Sorting Algorithms in Data Structures

CS 3303 discussion unit 6 Sorting Algorithm Assignment My description and asymptotic analysis: My algorithm implements a quicksort because this method constantly provides the best case scenario whenever the array is not sorted and in this situation the array isn't sorted. Insertsort provides the best case scenario whenever the array is already sorted and this method is favored for small arrays. All functions run in O(1) or O(n) aside from sorting so the main function runs at the same moment as the optimized quicksort. Quicksort utilizes recursive partitioning in order to organize an array of numbers into a generally sorted order until optimalPartitionSize is accomplished within every sub partition. The array which has been sorted the most is then completely sorted utilizing insertionsort to maintain the exchange of elements down to a minimum. The absolute number of exchanges is conveyed to the console before this method returns.
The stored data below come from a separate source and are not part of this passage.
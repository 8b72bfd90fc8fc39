//! User directory collaborator
//!
//! Operator identity lives outside the engine; the access guard only needs
//! role and active flag per operator id.

use async_trait::async_trait;
use parking_lot::RwLock;
use shared::models::Operator;
use std::collections::HashMap;

/// External user directory
#[async_trait]
pub trait UserDirectory: Send + Sync {
    /// Resolve an operator; `None` when the id is unknown
    async fn get_operator(&self, id: &str) -> Option<Operator>;
}

/// In-memory directory implementation
#[derive(Debug, Default)]
pub struct MemoryDirectory {
    operators: RwLock<HashMap<String, Operator>>,
}

impl MemoryDirectory {
    pub fn new() -> Self {
        Self::default()
    }

    pub fn with_operators(operators: impl IntoIterator<Item = Operator>) -> Self {
        let directory = Self::new();
        {
            let mut map = directory.operators.write();
            for op in operators {
                map.insert(op.id.clone(), op);
            }
        }
        directory
    }

    pub fn upsert(&self, operator: Operator) {
        self.operators.write().insert(operator.id.clone(), operator);
    }

    pub fn deactivate(&self, id: &str) {
        if let Some(op) = self.operators.write().get_mut(id) {
            op.is_active = false;
        }
    }
}

#[async_trait]
impl UserDirectory for MemoryDirectory {
    async fn get_operator(&self, id: &str) -> Option<Operator> {
        self.operators.read().get(id).cloned()
    }
}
If the optimalPartitionSize is equal to 1 the quicksort will then provide us with the worst case runtime of O(n^2) and the best case runtime of O(nlog(n)). If the optimalPartitionSize is greater than 1 then we would probably run insertionsort on the entire array which will cause this quicksorts runtime to become contaminated. Insertionsort possesses a runtime of O(n^2) in the worst case and O(n) in the best case FindPivot is enhanced for random lists of data. Asymptotic analysis is O(1) in this scenario because there are no loops located within this function. The necessary amount of exchanges in my output was 32 while the insertion sort example which was provided within the assignment possessed 114 exchanges.